Here's an insiteful article on December weddings by Jinn Sinrich of Martha Stewart Weddings. And it's not just because of the holidays. There are plenty... Read More
Here’s an insiteful article on December weddings by Jinn Sinrich of Martha Stewart Weddings.
And it’s not just because of the holidays.
There are plenty of reasons to jump on the December wedding bandwagon. For starters, it’s “the most wonderful time of year.” The holiday season is in full swing, and it’s an especially great time to plan your celebration because the season isn’t over-run with weddings. Plus, hotels and event spaces are often more affordable during the winter months, so you may be able to score a great deal on a venue that otherwise may have been outside of your budget.
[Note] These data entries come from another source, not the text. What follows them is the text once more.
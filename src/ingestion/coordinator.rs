//! Directory-level ingestion: discover PDFs and run each one through the pipeline.

use std::path::Path;
use std::sync::Arc;
use std::time::Instant;

use walkdir::WalkDir;

use super::extract::DocumentExtractor;
use super::indexer::BatchIndexer;
use super::preprocess::{DocumentPreprocessor, title_from_filename};
use super::types::{FileFailure, FileReport, IngestionError, IngestionSummary};
use crate::metrics::IngestionMetrics;
use crate::vector_index::VectorIndex;

/// Drives ingestion runs over a flat directory of PDF files.
pub struct IngestionCoordinator {
    extractor: Arc<dyn DocumentExtractor>,
    index: Arc<dyn VectorIndex>,
    preprocessor: DocumentPreprocessor,
    indexer: BatchIndexer,
    metrics: Option<Arc<IngestionMetrics>>,
}

impl IngestionCoordinator {
    /// Build a coordinator from its collaborators.
    pub fn new(
        extractor: Arc<dyn DocumentExtractor>,
        index: Arc<dyn VectorIndex>,
        preprocessor: DocumentPreprocessor,
        indexer: BatchIndexer,
    ) -> Self {
        Self {
            extractor,
            index,
            preprocessor,
            indexer,
            metrics: None,
        }
    }

    /// Record per-file outcomes into `metrics`.
    pub fn with_metrics(mut self, metrics: Arc<IngestionMetrics>) -> Self {
        self.metrics = Some(metrics);
        self
    }

    /// Ingest every `.pdf` directly inside `dir`, in file name order.
    ///
    /// When `delete_index` is set the index is dropped first; failure to drop it is logged and
    /// ignored. Subdirectories and other files are skipped. A file that fails is recorded in the
    /// summary and the run continues; only an unreadable `dir` aborts the run.
    pub async fn run(
        &self,
        dir: &Path,
        delete_index: bool,
    ) -> Result<IngestionSummary, IngestionError> {
        let started = Instant::now();
        tracing::info!(dir = %dir.display(), delete_index, "Starting ingestion run");

        if delete_index {
            let name = self.index.index_name().to_string();
            match self.index.delete_index(&name).await {
                Ok(()) => tracing::info!(index = %name, "Deleted existing index"),
                Err(error) => tracing::warn!(
                    index = %name,
                    error = %error,
                    "Failed to delete index; continuing"
                ),
            }
        }

        let mut summary = IngestionSummary::default();
        for entry in WalkDir::new(dir)
            .min_depth(0)
            .max_depth(1)
            .sort_by_file_name()
        {
            let entry = match entry {
                Ok(entry) => entry,
                Err(error) if error.depth() == 0 => {
                    return Err(IngestionError::SourceDirectory {
                        path: dir.display().to_string(),
                        source: error,
                    });
                }
                Err(error) => {
                    tracing::warn!(error = %error, "Skipping unreadable directory entry");
                    summary.skipped_entries += 1;
                    continue;
                }
            };
            if entry.depth() == 0 {
                continue;
            }
            if !entry.file_type().is_file() || !is_pdf(entry.path()) {
                tracing::debug!(path = %entry.path().display(), "Skipping non-PDF entry");
                summary.skipped_entries += 1;
                continue;
            }

            let filename = entry.file_name().to_string_lossy().into_owned();
            match self.ingest_file(entry.path()).await {
                Ok(report) => {
                    if let Some(metrics) = &self.metrics {
                        metrics.record_file(&report);
                    }
                    summary.files.push(report);
                }
                Err(error) => {
                    tracing::error!(filename = %filename, error = %error, "Failed to ingest file");
                    if let Some(metrics) = &self.metrics {
                        metrics.record_failure();
                    }
                    summary.failures.push(FileFailure {
                        filename,
                        error: error.to_string(),
                    });
                }
            }
        }

        tracing::info!(
            files = summary.files.len(),
            failures = summary.failures.len(),
            skipped = summary.skipped_entries,
            chunks_indexed = summary.chunks_indexed(),
            batches_abandoned = summary.batches_abandoned(),
            elapsed_ms = started.elapsed().as_millis() as u64,
            "Ingestion run finished"
        );
        Ok(summary)
    }

    /// Extract, preprocess, and index one file.
    pub async fn ingest_file(&self, path: &Path) -> Result<FileReport, IngestionError> {
        let started = Instant::now();
        let filename = path
            .file_name()
            .map(|name| name.to_string_lossy().into_owned())
            .unwrap_or_else(|| path.display().to_string());
        let title = title_from_filename(&filename);
        tracing::info!(filename = %filename, "Processing file");

        let bytes = tokio::fs::read(path)
            .await
            .map_err(|source| IngestionError::Read {
                path: path.display().to_string(),
                source,
            })?;
        let raw_chunks = self
            .extractor
            .extract_and_split(bytes)
            .await
            .map_err(|source| IngestionError::Extraction {
                filename: filename.clone(),
                source,
            })?;

        let (chunks, stats) = self.preprocessor.preprocess(raw_chunks, &filename, &title);
        let indexing = self.indexer.index(&chunks, self.index.as_ref()).await;

        let report = FileReport {
            filename,
            title,
            original_chunks: stats.original,
            processed_chunks: chunks.len(),
            skipped_invalid: stats.skipped_invalid,
            duplicates_removed: stats.duplicates_removed,
            indexing,
            elapsed: started.elapsed(),
        };
        tracing::info!(
            filename = %report.filename,
            original = report.original_chunks,
            processed = report.processed_chunks,
            indexed = report.indexing.chunks_indexed,
            abandoned_batches = report.indexing.batches_abandoned,
            elapsed_ms = report.elapsed.as_millis() as u64,
            "Processed file"
        );
        Ok(report)
    }
}

fn is_pdf(path: &Path) -> bool {
    path.extension()
        .and_then(|ext| ext.to_str())
        .is_some_and(|ext| ext.eq_ignore_ascii_case("pdf"))
}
Need a little more incentive? Four wedding planners explain what they love most about December nuptials, and why you should consider choosing a winter date for your big day.
You don’t have to deal with the heat of summer.
David Stark, wedding and event planner and owner of David Stark Design says to forget what you’ve heard about June being the best time to tie the knot. “Watching a black-tie ceremony take place beneath the beating sun is no one’s idea of chic,” he explains. “Running makeup, sweat stains, parasols that block other guest’s views of the nuptials, even wilting flowers that just can’t hold up to the heat are just some of the seasonal hazards of a summer wedding. But December weddings avoid the heat—and it just feels like the time of year to dress up and wear something sparkly and elegant.”
The options for décor are endless (and easy!).
Love holiday-inspired décor, like wreaths, trees, and evergreen boughs? Stark says you can (and should!) embrace those ideas for a December wedding. “You can easily enhance a grand staircase with garland, hang a wreath on the entryways or light up a corner tree,” he says. “Your neighborhood hardware store has shelves filled with boxes of mini-lights to drape over a ballroom, filling its ceiling with shimmering light. Potted paper-whites in profusion might enhance your escort card table with glory. We always think seasonal for flowers and foliage, and in the December season, one’s options are decidedly holiday. Run with it!”
It’s easier to throw in “extras.”
“December tends to be a slower month for weddings, probably because people are pulled in so many directions with family, holidays, and work,” says Anthony Taccetta, wedding and event planner and owner of Anthony Taccetta Event Design. For that reason, you’re often in a better position to negotiate with your vendors on certain details. “It might not always be a cost savings,” he adds, “but you could get something additional at no extra cost.”
There are less weddings happening.
“Since it’s a slower time of year, you have a better chance of you securing your ideal venue and the vendors you want to work with,” explains Jessica Janik, wedding planner at The Invisible Bridesmaid. ” Plus, your guests and vendors are looking to celebrate something, which means they’re usually really excited to have a wedding to look forward to. Having guests who genuinely want to be there and are happy and excited participate in your wedding makes all the difference.”
December weddings are cozier weddings.
If you’ve been dreaming of an intimate wedding, book a December date. “Think smaller, more intimate affairs with a fireplace for ambiance and hot chocolate for dessert,” says Leah Weinberg, wedding planner and owner at Color Pop Events. “A small December wedding is the ultimate way to make your wedding feel extra special and private.”
People tend to be less stressed.
When your family, friends, and vendors have less going on, the happier they’ll be. “Working with vendors who are less stressed than usual is such a plus,” says Janik, noting that your wedding pros probably have more time on their hands right now, too. “Having the entire wedding party full of holiday cheer is even better. It also helps all around that your guests aren’t currently experiencing wedding fatigue from all the spring and summer weddings they attended.”